To put it another way: Spanish capital has nothing left to lose, Spain in Venezuela has no major direct investments at stake. Moreover, the acceleration of the Green Deal by the European Commission has eliminated the prospect of betting on Venezuelan oil in the future. In fact, if we take into account Repsol's recently presented Strategic Plan, the goal is to get rid of hydrocarbons and oil exploration as soon as possible.

Today a new Delcy scandal would be impossible even for Ábalos, because neither the Spanish government nor Repsol see any future for oil as they did a few months ago. Spain's imperialist zeal in Venezuela no longer has an obvious goal. During the past few months, for the first time in a decade, Spain has not bought any oil from the Caribbean country.

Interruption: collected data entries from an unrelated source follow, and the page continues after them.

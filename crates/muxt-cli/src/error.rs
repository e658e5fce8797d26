//! Comprehensive error handling for the muxt CLI.
//!
//! Provides structured errors with:
//! - User-friendly messages
//! - Actionable suggestions
//! - Proper error chaining
//! - A single exit code: every failure exits 1

use std::error::Error;
use std::path::PathBuf;

use owo_colors::OwoColorize;
use thiserror::Error;

use muxt_core::error::{ErrorCategory as CoreCategory, ErrorList, MuxtError};

/// Result type alias for CLI operations.
pub type CliResult<T> = Result<T, CliError>;

/// Comprehensive CLI error types.
#[derive(Debug, Error)]
pub enum CliError {
    /// A flag value is not a valid Rust identifier.
    #[error("invalid identifier {value:?} for {flag}")]
    InvalidIdentifier { flag: String, value: String },

    /// `--output-file` must name a `.rs` file.
    #[error("output file {path} must end in .rs")]
    InvalidOutputFile { path: PathBuf },

    /// Invalid combination of inputs.
    #[error("invalid input: {message}")]
    InvalidInput { message: String },

    /// The named template does not exist.
    #[error("template not found: {name:?}")]
    TemplateNotFound { name: String },

    /// A single unrecoverable analyzer error.
    #[error(transparent)]
    Core(#[from] MuxtError),

    /// Diagnostics collected across one package pass.
    #[error("{0}")]
    Failures(ErrorList),

    /// An I/O operation failed.
    #[error("I/O error: {message}")]
    Io {
        message: String,
        #[source]
        source: std::io::Error,
    },
}

impl From<std::io::Error> for CliError {
    fn from(err: std::io::Error) -> Self {
        CliError::Io {
            message: err.to_string(),
            source: err,
        }
    }
}

impl CliError {
    /// Get user-actionable suggestions for fixing this error.
    pub fn suggestions(&self) -> Vec<String> {
        match self {
            Self::InvalidIdentifier { flag, .. } => vec![
                format!("{flag} takes a plain Rust identifier"),
                "Examples: Server, routes, TemplateData".into(),
            ],
            Self::InvalidOutputFile { .. } => vec![
                "Generated code is a Rust module; name it like routes.rs".into(),
            ],
            Self::InvalidInput { .. } => {
                vec!["Use --help for usage information".into()]
            }
            Self::TemplateNotFound { .. } => vec![
                "List defined templates with: muxt template-callers".into(),
            ],
            Self::Core(core) => core.suggestions(),
            Self::Failures(list) => vec![
                format!("{} problem(s) found", list.len()),
                "Each line above carries a file:line:column position".into(),
            ],
            Self::Io { message, .. } => vec![
                format!("I/O operation failed: {message}"),
                "Check file permissions and paths".into(),
            ],
        }
    }

    /// The exit code. The command surface promises 0 on success and 1 on
    /// any error, so this is constant; it exists to keep the call sites
    /// honest about the contract.
    pub fn exit_code(&self) -> u8 {
        1
    }

    /// Format the error for display with colors and suggestions.
    pub fn format_colored(&self, verbose: bool) -> String {
        let mut output = String::new();

        output.push_str(&format!(
            "\n{} {}\n\n",
            "\u{2717}".red().bold(), // ✗
            "Error:".red().bold()
        ));

        for line in self.to_string().lines() {
            output.push_str(&format!("  {}\n", line.red()));
        }

        // Error chain (if verbose)
        if verbose {
            let mut source = self.source();
            while let Some(err) = source {
                output.push_str(&format!(
                    "\n  {} {}\n",
                    "→".dimmed(),
                    err.to_string().dimmed()
                ));
                source = err.source();
            }
        }

        let suggestions = self.suggestions();
        if !suggestions.is_empty() {
            output.push_str(&format!("\n{}\n", "Suggestions:".yellow().bold()));
            for suggestion in suggestions {
                output.push_str(&format!("  {suggestion}\n"));
            }
        }

        output
    }

    /// Plain-text version of [`Self::format_colored`] — no ANSI codes.
    pub fn format_plain(&self, verbose: bool) -> String {
        let mut out = String::new();
        out.push_str("\nError:\n");
        for line in self.to_string().lines() {
            out.push_str(&format!("  {line}\n"));
        }

        if verbose {
            let mut src = Error::source(self);
            while let Some(err) = src {
                out.push_str(&format!("  Caused by: {err}\n"));
                src = err.source();
            }
        }

        let suggestions = self.suggestions();
        if !suggestions.is_empty() {
            out.push_str("\nSuggestions:\n");
            for s in &suggestions {
                out.push_str(&format!("  {s}\n"));
            }
        }

        out
    }

    /// Log the error using tracing.
    pub fn log(&self) {
        match self {
            Self::Core(core) => match core.category() {
                CoreCategory::Package | CoreCategory::Io => {
                    tracing::error!("{core}")
                }
                _ => tracing::warn!("{core}"),
            },
            Self::Failures(list) => tracing::warn!("{} diagnostics collected", list.len()),
            other => tracing::warn!("{other}"),
        }
    }
}

/// Validate an identifier-valued flag.
pub fn require_identifier(flag: &str, value: &str) -> CliResult<()> {
    let mut chars = value.chars();
    let head_ok = matches!(chars.next(), Some(c) if c.is_alphabetic() || c == '_');
    if head_ok && chars.all(|c| c.is_alphanumeric() || c == '_') {
        Ok(())
    } else {
        Err(CliError::InvalidIdentifier {
            flag: flag.to_string(),
            value: value.to_string(),
        })
    }
}

#[cfg(test)]
mod tests {
    use super::*;

    #[test]
    fn identifier_validation() {
        assert!(require_identifier("--output-routes-func", "routes").is_ok());
        assert!(require_identifier("--output-routes-func", "_private").is_ok());
        assert!(require_identifier("--output-routes-func", "Routes2").is_ok());
        assert!(require_identifier("--output-routes-func", "9lives").is_err());
        assert!(require_identifier("--output-routes-func", "has space").is_err());
        assert!(require_identifier("--output-routes-func", "").is_err());
        assert!(require_identifier("--output-routes-func", "a::b").is_err());
    }

    #[test]
    fn every_error_exits_one() {
        let errors = [
            CliError::InvalidInput {
                message: "x".into(),
            },
            CliError::TemplateNotFound { name: "t".into() },
            CliError::InvalidOutputFile {
                path: PathBuf::from("routes.txt"),
            },
        ];
        for err in errors {
            assert_eq!(err.exit_code(), 1);
        }
    }

    #[test]
    fn format_plain_contains_suggestions() {
        let err = CliError::InvalidIdentifier {
            flag: "--output-routes-func".into(),
            value: "9lives".into(),
        };
        let text = err.format_plain(false);
        assert!(text.contains("Error:"));
        assert!(text.contains("Suggestions:"));
        assert!(text.contains("identifier"));
    }

    #[test]
    fn failures_list_renders_every_line() {
        let mut list = ErrorList::default();
        list.push(MuxtError::Emit {
            path: PathBuf::from("a.rs"),
            message: "one".into(),
        });
        list.push(MuxtError::Emit {
            path: PathBuf::from("b.rs"),
            message: "two".into(),
        });
        let err = CliError::Failures(list);
        let text = err.format_plain(false);
        assert!(text.contains("a.rs"));
        assert!(text.contains("b.rs"));
    }
}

The new EU diplomacy has more to gain and lose in Colombia and Washington than in Caracas

Josep Borrell. Mr. PESC.

Although the Guaidó gamble ended in fiasco, Biden's electoral triumph means a clean slate for the EU game in the Caribbean. Biden's strategy with respect to Venezuela is not to let go of Trump's prey and to keep up the pressure. The EU strategy, to hold territory alongside the U.S. vis-à-vis China and Russia.

That's why the debut of the New EU diplomacy has had two prongs: Navalny, trying at the same time to pressure Moscow and save the Nord Stream2 in jeopardy by the US, and adding 19 more heads of the Venezuelan bourgeoisie to the list of sanctions already in place. First on the list: Delcy Rodríguez and Diosdado Cabello.

A real end-of-era message. Venezuela no longer has anything to offer the EU, the latter can afford to listen to what's left of the opposition abroad asking it not to negotiate but to put pressure on the government, and to send the Spanish minister to the Cúcuta border to support Colombia, now much more valuable than ever.

The fact that Venezuela declared the EU representative persona non grata the previous week and gave her 72 hours to leave the country amid a flurry of protest letters and statements... doesn't matter anymore. The European game -like the strategy of Spain in Venezuela- no longer has the counterweight of fear of losing current or future investments. It is pure regional imperialist strategy subordinated to the dance with the US.

The door to war is once again ajar

Comparison of the Brazilian army with the Venezuelan and Colombian armies in 2019.

But let's not be mistaken. The US has not closed the door on military intervention at all. The hard core of the Lima Group, (the US itself along with Canada, Brazil, Uruguay, Colombia and Chile) hinted at it the day before Biden's inauguration.

On the other hand, the Guaidó strategy failed because of the Colombian military's refusal to go to war alone and above all because of the blocking of the Brazilian military - with Vice President Mourao at its head - from Bolsonaro's warmongering impulse. With no regional armed forces to support, Trump wasn't about to get into a war in South America.

But that balance is shifting. On the one hand, Biden has already shown himself to be much more of a warmonger than Trump. On the other, the Colombian army is no longer what it was two years ago, especially in Cauca. More importantly, after many tensions between Bolsonaro and the army and after Bolsonaro has given signs of wanting to do without Mourao in the 2022 election, the internal correlation of forces is shifting.

Just today, the closure of the already militarized Roraima border sets up an increase in tension that possibly, in the immediate term, will only produce a worsening of the health situation, but shows a willingness on Bolsonaro's part. Couple this with the revival of the ProSur treaty driven by Piñera from Chile via the continental distribution of vaccines.

The same forces that two years ago brought the continent to the brink of war are once again gathering momentum.